• WHAT YOU NEED TO DO:
Across the records below, report how many lines include the word "Instant", stating the number alone.

• DATA SECTION:
//! `newsbrief summarize` command - summarize one article
//!
//! Example usage:
//! - `newsbrief summarize --title "Dam opens" --description "..."`
//! - `curl -s $FEED_ITEM | jq -r .description | newsbrief summarize`

use std::time::Instant;

use tracing::{debug, warn};

use crate::cli::{Cli, OutputFormat};
use crate::commands::input::read_stdin;
use newsbrief_core::error::Result;
use newsbrief_core::records::{header, quoted};
use newsbrief_core::summarize::combine;
use newsbrief_core::text::word_count;
use newsbrief_core::Summarizer;

/// Execute the summarize command
pub fn execute(
    cli: &Cli,
    summarizer: &Summarizer,
    title: Option<&str>,
    description: Option<&str>,
) -> Result<()> {
    let start = Instant::now();

    // With neither part given, the description comes from stdin
    let stdin_description;
    let description = if title.is_none() && description.is_none() {
        stdin_description = read_stdin()?;
        debug!(content_len = stdin_description.len(), "read_stdin");
        Some(stdin_description.trim_end())
    } else {
        description
    };

    let original_words = word_count(&combine(title, description));
    let selection = summarizer.summarize_detailed(title, description);

    if selection.is_none() {
        warn!("no summary generated: title and description are empty");
    }

    match cli.format {
        OutputFormat::Json => {
            let output = serde_json::json!({
                "summary": selection.as_ref().map(|s| s.text.as_str()),
                "words": selection.as_ref().map_or(0, |s| s.word_count()),
                "original_words": original_words,
                "target_words": summarizer.config().target_words,
                "strategy": selection.as_ref().map(|s| s.strategy),
            });
            println!("{}", serde_json::to_string_pretty(&output)?);
        }
        OutputFormat::Human => {
            if let Some(selection) = &selection {
                println!("{}", selection.text);
            }
        }
        OutputFormat::Records => {
            println!("{}", header("summarize"));
            if let Some(selection) = &selection {
                println!(
                    "S words={} strategy={} {}",
                    selection.word_count(),
                    selection.strategy,
                    quoted(&selection.text)
                );
            }
        }
    }

    debug!(elapsed = ?start.elapsed(), "execute_command");
    Ok(())
}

• YOUR SOLUTION:
2